EXERCISE REQUIREMENTS →
Each line below with the string "JobBoard" should be copied.

RECORDS PROVIDED Block Start

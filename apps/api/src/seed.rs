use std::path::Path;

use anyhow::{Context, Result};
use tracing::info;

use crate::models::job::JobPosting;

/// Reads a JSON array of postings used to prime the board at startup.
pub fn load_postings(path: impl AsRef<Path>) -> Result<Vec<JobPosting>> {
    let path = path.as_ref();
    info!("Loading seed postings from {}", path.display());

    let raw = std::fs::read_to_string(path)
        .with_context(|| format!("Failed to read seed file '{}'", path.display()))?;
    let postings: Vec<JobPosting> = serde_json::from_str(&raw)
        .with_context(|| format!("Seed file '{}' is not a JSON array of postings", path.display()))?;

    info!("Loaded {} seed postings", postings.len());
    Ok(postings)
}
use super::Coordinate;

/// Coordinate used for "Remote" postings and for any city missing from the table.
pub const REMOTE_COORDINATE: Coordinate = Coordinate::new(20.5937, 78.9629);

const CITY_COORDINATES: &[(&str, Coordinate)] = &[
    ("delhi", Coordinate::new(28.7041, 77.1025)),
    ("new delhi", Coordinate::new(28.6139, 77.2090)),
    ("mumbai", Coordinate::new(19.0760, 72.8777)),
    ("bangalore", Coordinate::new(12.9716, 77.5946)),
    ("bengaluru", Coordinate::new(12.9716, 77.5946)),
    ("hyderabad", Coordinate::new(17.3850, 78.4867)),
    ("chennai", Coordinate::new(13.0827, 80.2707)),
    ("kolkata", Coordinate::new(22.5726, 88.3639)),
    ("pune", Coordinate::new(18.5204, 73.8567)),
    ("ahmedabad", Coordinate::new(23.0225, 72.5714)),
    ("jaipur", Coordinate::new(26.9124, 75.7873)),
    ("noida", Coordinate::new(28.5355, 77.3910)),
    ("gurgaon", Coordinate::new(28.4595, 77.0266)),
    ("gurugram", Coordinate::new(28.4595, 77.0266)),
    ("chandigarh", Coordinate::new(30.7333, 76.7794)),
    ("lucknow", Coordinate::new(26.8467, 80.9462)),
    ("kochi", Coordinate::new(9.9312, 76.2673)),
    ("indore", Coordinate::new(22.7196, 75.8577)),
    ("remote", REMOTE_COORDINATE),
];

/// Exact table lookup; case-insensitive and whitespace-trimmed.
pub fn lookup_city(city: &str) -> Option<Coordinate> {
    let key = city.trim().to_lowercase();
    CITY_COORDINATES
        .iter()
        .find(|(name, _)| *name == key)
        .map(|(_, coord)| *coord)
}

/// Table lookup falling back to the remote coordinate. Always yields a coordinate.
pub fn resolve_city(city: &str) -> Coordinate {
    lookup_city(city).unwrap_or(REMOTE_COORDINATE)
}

RECORDS PROVIDED Block End
RECORDS PROVIDED Block Start

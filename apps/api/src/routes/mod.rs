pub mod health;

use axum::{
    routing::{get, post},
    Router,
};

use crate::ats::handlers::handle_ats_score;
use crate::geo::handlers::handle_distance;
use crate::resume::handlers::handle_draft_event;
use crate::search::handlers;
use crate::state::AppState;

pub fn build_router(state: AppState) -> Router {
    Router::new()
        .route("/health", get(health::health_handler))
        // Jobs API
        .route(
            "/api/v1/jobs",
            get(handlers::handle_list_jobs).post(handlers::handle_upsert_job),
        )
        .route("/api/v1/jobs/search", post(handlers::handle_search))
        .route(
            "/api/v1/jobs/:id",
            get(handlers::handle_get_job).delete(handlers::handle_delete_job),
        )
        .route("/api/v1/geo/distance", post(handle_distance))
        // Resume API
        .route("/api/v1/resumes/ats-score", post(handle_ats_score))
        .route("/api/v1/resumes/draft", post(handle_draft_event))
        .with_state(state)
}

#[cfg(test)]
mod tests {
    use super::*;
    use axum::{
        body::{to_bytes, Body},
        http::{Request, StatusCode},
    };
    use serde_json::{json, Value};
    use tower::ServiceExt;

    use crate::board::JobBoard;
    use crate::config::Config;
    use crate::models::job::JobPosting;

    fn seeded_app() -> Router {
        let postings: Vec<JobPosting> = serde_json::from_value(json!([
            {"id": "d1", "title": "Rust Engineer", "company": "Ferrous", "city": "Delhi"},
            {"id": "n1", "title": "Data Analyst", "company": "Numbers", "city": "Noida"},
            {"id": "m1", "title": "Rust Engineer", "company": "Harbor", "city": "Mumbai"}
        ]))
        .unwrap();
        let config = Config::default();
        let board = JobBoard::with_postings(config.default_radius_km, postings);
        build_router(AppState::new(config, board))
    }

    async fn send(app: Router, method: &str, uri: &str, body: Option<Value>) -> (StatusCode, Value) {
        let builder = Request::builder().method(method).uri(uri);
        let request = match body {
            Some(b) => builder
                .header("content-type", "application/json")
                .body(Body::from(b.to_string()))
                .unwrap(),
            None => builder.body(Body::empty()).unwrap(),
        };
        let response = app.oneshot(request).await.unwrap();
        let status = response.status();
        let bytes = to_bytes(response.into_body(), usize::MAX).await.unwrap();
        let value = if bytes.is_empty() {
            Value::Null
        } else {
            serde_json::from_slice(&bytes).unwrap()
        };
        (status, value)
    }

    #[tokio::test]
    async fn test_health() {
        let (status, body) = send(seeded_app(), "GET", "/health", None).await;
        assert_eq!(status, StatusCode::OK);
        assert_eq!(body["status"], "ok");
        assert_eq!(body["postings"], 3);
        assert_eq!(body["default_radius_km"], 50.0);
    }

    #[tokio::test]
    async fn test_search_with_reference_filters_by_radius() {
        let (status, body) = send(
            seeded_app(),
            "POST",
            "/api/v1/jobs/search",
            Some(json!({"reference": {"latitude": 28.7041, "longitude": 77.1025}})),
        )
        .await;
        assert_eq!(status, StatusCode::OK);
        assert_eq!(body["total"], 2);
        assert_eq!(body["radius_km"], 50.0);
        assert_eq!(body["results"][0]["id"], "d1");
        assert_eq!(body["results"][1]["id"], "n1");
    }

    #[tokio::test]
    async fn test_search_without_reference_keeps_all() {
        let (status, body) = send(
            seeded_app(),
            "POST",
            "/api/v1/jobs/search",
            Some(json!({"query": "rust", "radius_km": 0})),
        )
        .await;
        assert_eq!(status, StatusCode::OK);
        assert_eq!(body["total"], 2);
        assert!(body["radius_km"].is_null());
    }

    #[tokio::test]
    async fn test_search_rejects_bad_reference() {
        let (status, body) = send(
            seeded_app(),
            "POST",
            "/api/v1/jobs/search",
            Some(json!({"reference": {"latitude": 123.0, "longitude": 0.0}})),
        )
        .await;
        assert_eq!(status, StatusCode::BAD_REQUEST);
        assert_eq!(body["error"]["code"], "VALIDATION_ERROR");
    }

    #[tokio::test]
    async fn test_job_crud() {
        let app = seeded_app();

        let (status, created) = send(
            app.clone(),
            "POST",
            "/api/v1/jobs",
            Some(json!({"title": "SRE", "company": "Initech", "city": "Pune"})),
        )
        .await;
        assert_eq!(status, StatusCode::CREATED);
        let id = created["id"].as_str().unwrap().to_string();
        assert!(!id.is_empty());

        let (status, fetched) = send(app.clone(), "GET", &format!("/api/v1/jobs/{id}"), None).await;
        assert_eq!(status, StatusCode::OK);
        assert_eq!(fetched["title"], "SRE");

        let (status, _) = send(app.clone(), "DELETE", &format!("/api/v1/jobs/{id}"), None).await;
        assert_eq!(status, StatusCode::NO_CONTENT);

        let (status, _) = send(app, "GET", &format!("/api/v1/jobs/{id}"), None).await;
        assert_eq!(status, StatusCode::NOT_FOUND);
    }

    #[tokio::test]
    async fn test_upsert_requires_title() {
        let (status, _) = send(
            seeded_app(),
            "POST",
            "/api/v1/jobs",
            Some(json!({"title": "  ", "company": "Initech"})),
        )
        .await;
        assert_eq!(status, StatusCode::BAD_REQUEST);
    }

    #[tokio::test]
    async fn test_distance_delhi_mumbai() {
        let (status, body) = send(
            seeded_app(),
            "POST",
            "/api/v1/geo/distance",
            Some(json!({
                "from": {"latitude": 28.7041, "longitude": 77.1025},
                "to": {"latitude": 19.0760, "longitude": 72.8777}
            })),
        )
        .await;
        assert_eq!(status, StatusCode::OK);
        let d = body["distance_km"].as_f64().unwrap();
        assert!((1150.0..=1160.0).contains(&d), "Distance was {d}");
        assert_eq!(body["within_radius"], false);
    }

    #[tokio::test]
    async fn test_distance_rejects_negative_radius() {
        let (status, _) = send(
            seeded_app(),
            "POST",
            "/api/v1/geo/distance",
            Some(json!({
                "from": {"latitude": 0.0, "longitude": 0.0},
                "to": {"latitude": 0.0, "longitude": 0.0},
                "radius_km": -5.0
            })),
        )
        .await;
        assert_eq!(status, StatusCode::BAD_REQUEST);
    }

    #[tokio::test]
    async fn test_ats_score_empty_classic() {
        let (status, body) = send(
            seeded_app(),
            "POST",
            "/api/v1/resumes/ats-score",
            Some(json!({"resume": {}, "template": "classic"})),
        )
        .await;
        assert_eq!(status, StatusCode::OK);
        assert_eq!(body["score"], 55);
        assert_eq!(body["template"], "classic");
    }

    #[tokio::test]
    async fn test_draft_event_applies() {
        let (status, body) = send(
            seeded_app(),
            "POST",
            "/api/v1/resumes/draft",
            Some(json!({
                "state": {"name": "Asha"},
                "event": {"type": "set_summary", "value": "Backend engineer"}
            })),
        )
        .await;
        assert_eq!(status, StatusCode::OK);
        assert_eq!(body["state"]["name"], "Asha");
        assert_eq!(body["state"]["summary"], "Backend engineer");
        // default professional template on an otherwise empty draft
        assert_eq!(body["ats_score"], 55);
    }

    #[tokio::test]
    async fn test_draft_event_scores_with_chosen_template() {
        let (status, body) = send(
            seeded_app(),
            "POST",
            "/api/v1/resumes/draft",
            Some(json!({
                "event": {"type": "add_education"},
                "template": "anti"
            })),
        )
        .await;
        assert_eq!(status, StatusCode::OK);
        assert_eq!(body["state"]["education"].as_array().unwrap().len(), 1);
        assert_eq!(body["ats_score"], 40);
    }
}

RECORDS PROVIDED Block End

TASK RESULT →
    use crate::board::JobBoard;
        let board = JobBoard::with_postings(config.default_radius_km, postings);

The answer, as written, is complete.